第3話 仮入団生としての仕事
さて、仮入団先は第17特殊騎士団だね。さて、僕の他に5人のメンバーが来てる。しかしながら、全くやる気が無く人気騎士団が良かった。っと、愚痴を漏らす。うん、あのさ……空気、読もっか!
まずは、倉庫の掃除を命じられたんだけど。
うわっ、埃臭い。
ノイルは、窓を全て開き換気する。そして、棚の中身を全て床に置く。バケツに、水を入れて掃除。
5人は、倉庫に入って来ようともしない。様子を見に行くと、視線で会話して何処かへ行ってしまう。ノイルは、深いため息を吐き出す。妖精達が、埃臭い匂いを追い出してくれた。ノイルは、嬉しそうに笑えば妖精は手を振って姿を消してしまった。
さて、頑張りますか。
「おいこら、昼ご飯くらい食べに行け!」
ハッとして、振り向けば団長のザンザスさんが。ザンザスは、深いため息を吐くとパンと水筒を置いてから、手を振って倉庫の外へ向かって行った。
「ありがとうございます。」
キョトンとして、お礼を言い窓側に座ると食べる。妖精達が、心配そうに見てるので不満は言わない。
訂正、言えない。
言ったら、妖精達…張り切って、彼らに悪戯しに行くだろうし。止めるの、面倒だしね。精霊とか、聞かれたら最悪は殺しに行くだろうし。もぐもぐ…。
にしても、彼ら……サボリがばれてるよー!
いったい、何処に行ったんだろう?やっぱり、人気の騎士団を見学しに行ったのかな?ってか、この量を1人で片付けるのか……。はっきり言って、全く終わる気がしない……。でも、頑張らないと。
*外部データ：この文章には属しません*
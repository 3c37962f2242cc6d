use std::sync::Arc;
use std::thread;

use anyhow::Result;

use super::shared::load_run_config;
use crate::cli::args::ConvertCommand;
use crate::cli::exit_status::ExitStatus;
use crate::cli::report::print_convert;
use crate::config::Config;
use crate::core::oracle::{HttpOracle, Oracle, SourceOracle};
use crate::core::{CancelFlag, Engine, convert_project, scan_project};

pub fn convert(cmd: ConvertCommand) -> Result<ExitStatus> {
    let mut config = load_run_config(&cmd.common)?;
    cmd.oracle.apply_to(&mut config);
    if cmd.backup {
        config.backup = true;
    }
    config.validate()?;

    let cancel = CancelFlag::new();
    cancel_on_ctrl_c(cancel.clone());
    let engine = Engine::new(build_oracle(&config)?).with_cancel(cancel);

    let scan = scan_project(&cmd.common.root, &config)?;
    let outcome = convert_project(&scan, &config, &engine, cmd.apply)?;
    print_convert(&outcome, cmd.common.verbose);

    if outcome.report.has_failures() {
        Ok(ExitStatus::Failure)
    } else {
        Ok(ExitStatus::Success)
    }
}

fn build_oracle(config: &Config) -> Result<Arc<dyn Oracle>> {
    match &config.oracle.endpoint {
        Some(endpoint) => Ok(Arc::new(HttpOracle::new(endpoint.as_str())?)),
        None => {
            if !config.target_locales().is_empty() {
                tracing::warn!("no oracle endpoint configured; target locales get the source text");
            }
            Ok(Arc::new(SourceOracle))
        }
    }
}

/// Raise `cancel` on Ctrl-C. Files already being patched finish; the rest
/// are left as they were.
fn cancel_on_ctrl_c(cancel: CancelFlag) {
    thread::spawn(move || {
        let Ok(runtime) = tokio::runtime::Builder::new_current_thread()
            .enable_all()
            .build()
        else {
            return;
        };
        runtime.block_on(async {
            if tokio::signal::ctrl_c().await.is_ok() {
                eprintln!("Interrupted, finishing files in progress...");
                cancel.cancel();
            }
        });
    });
}
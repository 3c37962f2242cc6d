//! The run report: one record per candidate plus a summary, written to
//! `<root>/i18n-report.json`.

use std::fmt;
use std::path::{Path, PathBuf};

use anyhow::{Context, Result};
use serde::Serialize;

use crate::core::classify::{CandidateKind, SiteKind};
use crate::core::dictionary::DictionaryUpdate;
use crate::issues::{Diagnostic, DiagnosticKind};
use crate::utils::write_atomic;

pub const REPORT_FILE: &str = "i18n-report.json";

/// Final state of a candidate.
#[derive(Debug, Clone, Copy, PartialEq, Eq, Hash, Serialize)]
#[serde(rename_all = "lowercase")]
pub enum CandidateStatus {
    /// Rewritten on disk.
    Applied,
    /// Would be rewritten; the run was a dry run.
    Staged,
    /// The file's rewrite failed validation.
    Rejected,
    /// The file changed underneath the patches, or patches overlapped.
    Conflicted,
    /// No oracle answer.
    Unresolved,
    /// Text mixed with dynamic expressions; never patched.
    Ambiguous,
    /// Outside any component the lookup hook can reach.
    Uncovered,
    /// The oracle offered no replacement, or too little confidence.
    Declined,
    /// Found but not sent anywhere (scan only).
    Found,
}

impl fmt::Display for CandidateStatus {
    fn fmt(&self, f: &mut fmt::Formatter<'_>) -> fmt::Result {
        let s = match self {
            CandidateStatus::Applied => "applied",
            CandidateStatus::Staged => "staged",
            CandidateStatus::Rejected => "rejected",
            CandidateStatus::Conflicted => "conflicted",
            CandidateStatus::Unresolved => "unresolved",
            CandidateStatus::Ambiguous => "ambiguous",
            CandidateStatus::Uncovered => "uncovered",
            CandidateStatus::Declined => "declined",
            CandidateStatus::Found => "found",
        };
        write!(f, "{}", s)
    }
}

#[derive(Debug, Clone, PartialEq, Serialize)]
#[serde(rename_all = "camelCase")]
pub struct CandidateReport {
    pub file: String,
    pub candidate_id: String,
    pub line: usize,
    pub kind: CandidateKind,
    pub site: SiteKind,
    pub text: String,
    #[serde(skip_serializing_if = "Option::is_none")]
    pub key: Option<String>,
    pub status: CandidateStatus,
    pub truncated: bool,
    #[serde(skip_serializing_if = "std::ops::Not::not")]
    pub depth_limited: bool,
    #[serde(skip_serializing_if = "Option::is_none")]
    pub confidence: Option<f64>,
    #[serde(skip_serializing_if = "Vec::is_empty")]
    pub diagnostics: Vec<String>,
}

#[derive(Debug, Clone, Default, PartialEq, Eq, Serialize)]
#[serde(rename_all = "camelCase")]
pub struct RunSummary {
    pub dry_run: bool,
    pub files_scanned: usize,
    pub files_skipped: usize,
    pub candidates: usize,
    pub simple: usize,
    pub complex: usize,
    pub applied: usize,
    pub staged: usize,
    pub rejected: usize,
    pub conflicted: usize,
    pub unresolved: usize,
    pub ambiguous: usize,
    pub uncovered: usize,
    pub declined: usize,
    pub keys_created: usize,
    pub files_written: usize,
    pub oracle_calls: usize,
    pub oracle_successes: usize,
}

impl RunSummary {
    pub fn count(&mut self, status: CandidateStatus) {
        match status {
            CandidateStatus::Applied => self.applied += 1,
            CandidateStatus::Staged => self.staged += 1,
            CandidateStatus::Rejected => self.rejected += 1,
            CandidateStatus::Conflicted => self.conflicted += 1,
            CandidateStatus::Unresolved => self.unresolved += 1,
            CandidateStatus::Ambiguous => self.ambiguous += 1,
            CandidateStatus::Uncovered => self.uncovered += 1,
            CandidateStatus::Declined => self.declined += 1,
            CandidateStatus::Found => {}
        }
    }
}

#[derive(Debug, Clone, Default, PartialEq, Serialize)]
#[serde(rename_all = "camelCase")]
pub struct RunReport {
    pub summary: RunSummary,
    pub candidates: Vec<CandidateReport>,
    pub diagnostics: Vec<Diagnostic>,
    #[serde(skip_serializing_if = "Vec::is_empty")]
    pub dictionaries: Vec<DictionaryUpdate>,
}

impl RunReport {
    /// Work that was attempted and did not land, or a dictionary that
    /// could not be saved.
    pub fn has_failures(&self) -> bool {
        let s = &self.summary;
        s.rejected + s.conflicted + s.unresolved > 0
            || self
                .diagnostics
                .iter()
                .any(|d| d.kind == DiagnosticKind::DictionaryWriteFailed)
    }

    pub fn to_json(&self) -> Result<String> {
        serde_json::to_string_pretty(self).context("Failed to serialize run report")
    }

    pub fn write(&self, root: &Path) -> Result<PathBuf> {
        let path = root.join(REPORT_FILE);
        write_atomic(&path, &format!("{}\n", self.to_json()?))?;
        Ok(path)
    }
}
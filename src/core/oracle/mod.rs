//! The text-generation service that translates text and suggests
//! replacement code for dynamic expressions.
//!
//! - `http`: JSON-over-HTTP adapter
//! - `queue`: rate limiting, retries, bounded concurrency and timeouts

mod http;
mod queue;

use std::collections::BTreeMap;
use std::sync::Arc;
use std::time::Duration;

use async_trait::async_trait;
use serde::{Deserialize, Serialize};
use thiserror::Error;

use crate::core::classify::{CandidateId, CandidateKind};

pub use http::HttpOracle;
pub use queue::{OracleOutcome, OracleQueue, OracleStats, QueueSettings};

/// Placeholder for the allocated key inside a suggested replacement.
pub const KEY_PLACEHOLDER: &str = "$KEY";

#[derive(Debug, Clone, PartialEq, Serialize)]
#[serde(rename_all = "camelCase")]
pub struct OracleRequest {
    pub candidate: CandidateId,
    pub kind: CandidateKind,
    /// Path of the owning file.
    pub file: String,
    /// Raw text of a Simple candidate, or expression source of a Complex one.
    pub subject: String,
    /// Rendered context window (Complex only).
    #[serde(skip_serializing_if = "Option::is_none")]
    pub context: Option<String>,
    /// Key already allocated for a Simple candidate.
    #[serde(skip_serializing_if = "Option::is_none")]
    pub key: Option<String>,
    pub source_locale: String,
    /// Locales that need translations.
    pub locales: Vec<String>,
    /// Keys known when the requests were built. Shared by every request.
    pub existing_keys: Arc<[String]>,
}

#[derive(Debug, Clone, PartialEq, Serialize, Deserialize)]
#[serde(rename_all = "camelCase", default)]
pub struct OracleResponse {
    /// Locale -> localized text.
    pub translations: BTreeMap<String, String>,
    /// Suggested code for a Complex candidate, containing [`KEY_PLACEHOLDER`].
    pub replacement: Option<String>,
    /// Source-locale text to store under the key, for Complex candidates.
    pub source_text: Option<String>,
    pub confidence: f64,
}

impl Default for OracleResponse {
    fn default() -> Self {
        Self {
            translations: BTreeMap::new(),
            replacement: None,
            source_text: None,
            confidence: 1.0,
        }
    }
}

#[derive(Debug, Clone, Error, PartialEq, Eq)]
pub enum OracleError {
    #[error("transport error: {0}")]
    Transport(String),
    #[error("oracle returned HTTP {0}")]
    Status(u16),
    #[error("invalid oracle response: {0}")]
    InvalidResponse(String),
    #[error("oracle call timed out after {}ms", .0.as_millis())]
    Timeout(Duration),
}

impl OracleError {
    /// Transport failures, timeouts, throttling and server errors are worth
    /// another attempt. A malformed answer is not.
    pub fn is_retryable(&self) -> bool {
        match self {
            OracleError::Transport(_) | OracleError::Timeout(_) => true,
            OracleError::Status(status) => *status == 429 || *status >= 500,
            OracleError::InvalidResponse(_) => false,
        }
    }

    /// The service answered, even if the answer was an error.
    pub fn is_response(&self) -> bool {
        matches!(self, OracleError::Status(_) | OracleError::InvalidResponse(_))
    }
}

#[async_trait]
pub trait Oracle: Send + Sync {
    fn name(&self) -> &'static str;

    async fn consult(&self, request: &OracleRequest) -> Result<OracleResponse, OracleError>;
}

/// Offline oracle: every locale gets the source text, nothing is suggested
/// for dynamic expressions.
#[derive(Debug, Clone, Copy, Default)]
pub struct SourceOracle;

#[async_trait]
impl Oracle for SourceOracle {
    fn name(&self) -> &'static str {
        "source"
    }

    async fn consult(&self, request: &OracleRequest) -> Result<OracleResponse, OracleError> {
        let translations = match request.kind {
            CandidateKind::Simple => request
                .locales
                .iter()
                .map(|locale| (locale.clone(), request.subject.clone()))
                .collect(),
            CandidateKind::Complex => BTreeMap::new(),
        };
        Ok(OracleResponse {
            translations,
            ..Default::default()
        })
    }
}

#[cfg(test)]
pub(crate) mod testing {
    use std::sync::Arc;

    use super::*;

    type Script = dyn Fn(&OracleRequest) -> Result<OracleResponse, OracleError> + Send + Sync;

    /// Deterministic oracle driven by a closure.
    #[derive(Clone)]
    pub(crate) struct ScriptedOracle(Arc<Script>);

    impl ScriptedOracle {
        pub(crate) fn new(
            script: impl Fn(&OracleRequest) -> Result<OracleResponse, OracleError>
            + Send
            + Sync
            + 'static,
        ) -> Self {
            Self(Arc::new(script))
        }

        /// Prefixes every translation with the locale, and rewrites Complex
        /// candidates into a single lookup with the expression as source text.
        pub(crate) fn echo() -> Self {
            Self::new(|request| {
                let translations = request
                    .locales
                    .iter()
                    .map(|l| (l.clone(), format!("[{}] {}", l, request.subject)))
                    .collect();
                let (replacement, source_text) = match request.kind {
                    CandidateKind::Simple => (None, None),
                    CandidateKind::Complex => (
                        Some(format!("t('{}')", KEY_PLACEHOLDER)),
                        Some(request.subject.clone()),
                    ),
                };
                Ok(OracleResponse {
                    translations,
                    replacement,
                    source_text,
                    confidence: 0.9,
                })
            })
        }
    }

    #[async_trait]
    impl Oracle for ScriptedOracle {
        fn name(&self) -> &'static str {
            "scripted"
        }

        async fn consult(&self, request: &OracleRequest) -> Result<OracleResponse, OracleError> {
            (self.0)(request)
        }
    }
}
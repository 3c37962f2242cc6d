//! Diagnostic types produced during a run.
//!
//! Every non-fatal problem becomes an [`Issue`]. Each issue is self-contained
//! with all information needed by:
//! - the CLI reporter, to print it cargo-style
//! - the run report, to serialize it as a [`Diagnostic`]
//!
//! Fatal problems abort the run before any writes and are [`RunError`]s.

use std::path::PathBuf;

use enum_dispatch::enum_dispatch;
use serde::Serialize;
use thiserror::Error;

// ============================================================
// Severity and Kind
// ============================================================

/// Severity level of an issue.
#[derive(Debug, Clone, Copy, PartialEq, Eq)]
pub enum Severity {
    Error,
    Warning,
}

impl std::fmt::Display for Severity {
    fn fmt(&self, f: &mut std::fmt::Formatter<'_>) -> std::fmt::Result {
        match self {
            Severity::Error => write!(f, "error"),
            Severity::Warning => write!(f, "warning"),
        }
    }
}

/// Non-fatal diagnostic taxonomy.
#[derive(Debug, Clone, Copy, PartialEq, Eq, PartialOrd, Ord, Hash, Serialize)]
#[serde(rename_all = "kebab-case")]
pub enum DiagnosticKind {
    ScanError,
    ClassificationAmbiguous,
    DependencyCycleDetected,
    ContextBudgetExceeded,
    OracleUnavailable,
    PatchConflict,
    ValidationFailed,
    DictionaryWriteFailed,
}

impl std::fmt::Display for DiagnosticKind {
    fn fmt(&self, f: &mut std::fmt::Formatter<'_>) -> std::fmt::Result {
        match self {
            DiagnosticKind::ScanError => write!(f, "scan-error"),
            DiagnosticKind::ClassificationAmbiguous => write!(f, "classification-ambiguous"),
            DiagnosticKind::DependencyCycleDetected => write!(f, "dependency-cycle-detected"),
            DiagnosticKind::ContextBudgetExceeded => write!(f, "context-budget-exceeded"),
            DiagnosticKind::OracleUnavailable => write!(f, "oracle-unavailable"),
            DiagnosticKind::PatchConflict => write!(f, "patch-conflict"),
            DiagnosticKind::ValidationFailed => write!(f, "validation-failed"),
            DiagnosticKind::DictionaryWriteFailed => write!(f, "dictionary-write-failed"),
        }
    }
}

/// Errors that abort a run before anything is written.
#[derive(Debug, Error)]
pub enum RunError {
    #[error("scan root does not exist: {}", .0.display())]
    RootNotFound(PathBuf),
    #[error("oracle unreachable: all {attempts} call(s) failed")]
    OracleUnreachable { attempts: usize },
    #[error("run cancelled before any file was written")]
    Cancelled,
}

// ============================================================
// Locations
// ============================================================

/// A position in a scanned source file. Line and column are 1-indexed.
#[derive(Debug, Clone, PartialEq, Eq)]
pub struct SourceLocation {
    pub file_path: String,
    pub line: usize,
    pub col: usize,
    /// The source line, shown under the location in the CLI output.
    pub source_line: Option<String>,
}

impl SourceLocation {
    pub fn new(file_path: impl Into<String>, line: usize, col: usize) -> Self {
        Self {
            file_path: file_path.into(),
            line,
            col,
            source_line: None,
        }
    }

    pub fn with_source_line(mut self, source_line: impl Into<String>) -> Self {
        self.source_line = Some(source_line.into());
        self
    }
}

// ============================================================
// Issue Types
// ============================================================

/// A file that could not be read or parsed. It is skipped; the run continues.
#[derive(Debug, Clone, PartialEq, Eq)]
pub struct ScanErrorIssue {
    pub file_path: String,
    pub error: String,
}

/// A shape whose classification was not clear-cut.
#[derive(Debug, Clone, PartialEq, Eq)]
pub struct AmbiguousIssue {
    pub location: SourceLocation,
    pub snippet: String,
    pub reason: AmbiguityReason,
}

#[derive(Debug, Clone, Copy, PartialEq, Eq)]
pub enum AmbiguityReason {
    /// An outer expression was dropped in favour of shapes nested inside it.
    InnerShapesWin,
    /// Literal text and a dynamic expression share one element.
    MixedChildren,
}

/// The dependency walk closed a cycle; the closing edge was not followed.
#[derive(Debug, Clone, PartialEq, Eq)]
pub struct DependencyCycleIssue {
    pub location: SourceLocation,
    /// Names along the cycle, starting and ending with the same name.
    pub cycle: Vec<String>,
}

/// The context window did not fit the line budget and was truncated.
#[derive(Debug, Clone, PartialEq, Eq)]
pub struct ContextBudgetIssue {
    pub location: SourceLocation,
    pub needed_lines: usize,
    pub budget: usize,
}

/// The oracle gave no usable answer for a candidate.
#[derive(Debug, Clone, PartialEq, Eq)]
pub struct OracleUnavailableIssue {
    pub location: SourceLocation,
    pub reason: String,
}

/// A file changed underneath its staged patches, or two patches overlap.
#[derive(Debug, Clone, PartialEq, Eq)]
pub struct PatchConflictIssue {
    pub location: SourceLocation,
    pub reason: String,
}

/// A rewritten file failed validation and was left untouched.
#[derive(Debug, Clone, PartialEq, Eq)]
pub struct ValidationFailedIssue {
    pub file_path: String,
    pub error: String,
    pub rejected_patches: usize,
}

/// A locale dictionary could not be saved after sources were rewritten.
#[derive(Debug, Clone, PartialEq, Eq)]
pub struct DictionaryWriteIssue {
    pub file_path: String,
    pub locale: String,
    pub error: String,
}

// ============================================================
// Issue Enum + Report Trait
// ============================================================

#[enum_dispatch(Report)]
#[derive(Debug, Clone, PartialEq, Eq)]
pub enum Issue {
    ScanError(ScanErrorIssue),
    Ambiguous(AmbiguousIssue),
    DependencyCycle(DependencyCycleIssue),
    ContextBudget(ContextBudgetIssue),
    OracleUnavailable(OracleUnavailableIssue),
    PatchConflict(PatchConflictIssue),
    ValidationFailed(ValidationFailedIssue),
    DictionaryWrite(DictionaryWriteIssue),
}

/// Where an issue points.
#[derive(Debug, Clone, Copy)]
pub enum ReportLocation<'a> {
    Source(&'a SourceLocation),
    File { path: &'a str },
}

impl ReportLocation<'_> {
    pub fn file_path(&self) -> &str {
        match self {
            ReportLocation::Source(loc) => &loc.file_path,
            ReportLocation::File { path } => path,
        }
    }

    pub fn line(&self) -> usize {
        match self {
            ReportLocation::Source(loc) => loc.line,
            ReportLocation::File { .. } => 0,
        }
    }

    pub fn col(&self) -> usize {
        match self {
            ReportLocation::Source(loc) => loc.col,
            ReportLocation::File { .. } => 0,
        }
    }
}

/// Uniform view over all issue types for the reporter. Uses `enum_dispatch`
/// so `Issue` forwards to the concrete type without boxing.
#[enum_dispatch]
pub trait Report {
    fn location(&self) -> ReportLocation<'_>;

    fn message(&self) -> String;

    fn kind(&self) -> DiagnosticKind;

    fn report_severity(&self) -> Severity {
        match self.kind() {
            DiagnosticKind::PatchConflict
            | DiagnosticKind::ValidationFailed
            | DiagnosticKind::DictionaryWriteFailed => Severity::Error,
            _ => Severity::Warning,
        }
    }

    /// Optional extra note shown below the location.
    fn details(&self) -> Option<String> {
        None
    }
}

impl Report for ScanErrorIssue {
    fn location(&self) -> ReportLocation<'_> {
        ReportLocation::File {
            path: &self.file_path,
        }
    }

    fn message(&self) -> String {
        self.error.clone()
    }

    fn kind(&self) -> DiagnosticKind {
        DiagnosticKind::ScanError
    }
}

impl Report for AmbiguousIssue {
    fn location(&self) -> ReportLocation<'_> {
        ReportLocation::Source(&self.location)
    }

    fn message(&self) -> String {
        self.snippet.clone()
    }

    fn kind(&self) -> DiagnosticKind {
        DiagnosticKind::ClassificationAmbiguous
    }

    fn details(&self) -> Option<String> {
        Some(match self.reason {
            AmbiguityReason::InnerShapesWin => {
                "nested shapes were extracted instead of the enclosing expression".to_string()
            }
            AmbiguityReason::MixedChildren => {
                "text and dynamic expressions are mixed in one element; left for manual review"
                    .to_string()
            }
        })
    }
}

impl Report for DependencyCycleIssue {
    fn location(&self) -> ReportLocation<'_> {
        ReportLocation::Source(&self.location)
    }

    fn message(&self) -> String {
        self.cycle.join(" -> ")
    }

    fn kind(&self) -> DiagnosticKind {
        DiagnosticKind::DependencyCycleDetected
    }
}

impl Report for ContextBudgetIssue {
    fn location(&self) -> ReportLocation<'_> {
        ReportLocation::Source(&self.location)
    }

    fn message(&self) -> String {
        format!(
            "context needs {} lines, budget is {}",
            self.needed_lines, self.budget
        )
    }

    fn kind(&self) -> DiagnosticKind {
        DiagnosticKind::ContextBudgetExceeded
    }

    fn details(&self) -> Option<String> {
        Some("window truncated; oracle confidence halved".to_string())
    }
}

impl Report for OracleUnavailableIssue {
    fn location(&self) -> ReportLocation<'_> {
        ReportLocation::Source(&self.location)
    }

    fn message(&self) -> String {
        self.reason.clone()
    }

    fn kind(&self) -> DiagnosticKind {
        DiagnosticKind::OracleUnavailable
    }
}

impl Report for PatchConflictIssue {
    fn location(&self) -> ReportLocation<'_> {
        ReportLocation::Source(&self.location)
    }

    fn message(&self) -> String {
        self.reason.clone()
    }

    fn kind(&self) -> DiagnosticKind {
        DiagnosticKind::PatchConflict
    }

    fn details(&self) -> Option<String> {
        Some("no patch was written to this file".to_string())
    }
}

impl Report for ValidationFailedIssue {
    fn location(&self) -> ReportLocation<'_> {
        ReportLocation::File {
            path: &self.file_path,
        }
    }

    fn message(&self) -> String {
        self.error.clone()
    }

    fn kind(&self) -> DiagnosticKind {
        DiagnosticKind::ValidationFailed
    }

    fn details(&self) -> Option<String> {
        Some(format!(
            "{} patch(es) rejected, file left untouched",
            self.rejected_patches
        ))
    }
}

impl Report for DictionaryWriteIssue {
    fn location(&self) -> ReportLocation<'_> {
        ReportLocation::File {
            path: &self.file_path,
        }
    }

    fn message(&self) -> String {
        self.error.clone()
    }

    fn kind(&self) -> DiagnosticKind {
        DiagnosticKind::DictionaryWriteFailed
    }

    fn details(&self) -> Option<String> {
        Some(format!(
            "`{}` keys used by rewritten files are missing from this dictionary",
            self.locale
        ))
    }
}

// ============================================================
// Serializable form
// ============================================================

/// Flat, serializable form of an [`Issue`] for the run report.
#[derive(Debug, Clone, PartialEq, Eq, Serialize)]
pub struct Diagnostic {
    pub kind: DiagnosticKind,
    pub file: String,
    #[serde(skip_serializing_if = "Option::is_none")]
    pub line: Option<usize>,
    pub message: String,
}

impl From<&Issue> for Diagnostic {
    fn from(issue: &Issue) -> Self {
        let location = issue.location();
        Self {
            kind: issue.kind(),
            file: location.file_path().to_string(),
            line: match location {
                ReportLocation::Source(loc) => Some(loc.line),
                ReportLocation::File { .. } => None,
            },
            message: issue.message(),
        }
    }
}

// ============================================================
// Ordering for Issue (for sorting in reports)
// ============================================================

impl Ord for Issue {
    fn cmp(&self, other: &Self) -> std::cmp::Ordering {
        let (a, b) = (self.location(), other.location());
        a.file_path()
            .cmp(b.file_path())
            .then_with(|| a.line().cmp(&b.line()))
            .then_with(|| a.col().cmp(&b.col()))
            .then_with(|| self.kind().cmp(&other.kind()))
            .then_with(|| self.message().cmp(&other.message()))
    }
}

impl PartialOrd for Issue {
    fn partial_cmp(&self, other: &Self) -> Option<std::cmp::Ordering> {
        Some(self.cmp(other))
    }
}

// ============================================================
// Tests
// ============================================================
use std::{fs, path::Path};

use anyhow::Result;
use colored::Colorize;

use crate::cli::exit_status::ExitStatus;
use crate::cli::report::SUCCESS_MARK;
use crate::config::{CONFIG_FILE_NAME, default_config_json};

pub fn init() -> Result<ExitStatus> {
    let config_path = Path::new(CONFIG_FILE_NAME);

    if config_path.exists() {
        eprintln!("Error: {} already exists", CONFIG_FILE_NAME);
        return Ok(ExitStatus::Failure);
    }

    fs::write(config_path, format!("{}\n", default_config_json()?))?;
    println!(
        "{} {}",
        SUCCESS_MARK.green(),
        format!("Created {}", CONFIG_FILE_NAME).green()
    );

    Ok(ExitStatus::Success)
}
ノイルは、パンをお茶で流すと水筒を洗い日干しする。そして、掃除を再開する。掃除が終わり、まだまだ使えそうな剣を集める。そして、刃こぼれした剣を砥石で綺麗に研いでいく。研ぎ方は、おじぃーちゃん行きつけ鍛治師の直伝なので大丈夫だよね。
1人で暇な時は、良くお手伝い要員として働いた事もあるし、鍛治師のお墨付きの技術だけど。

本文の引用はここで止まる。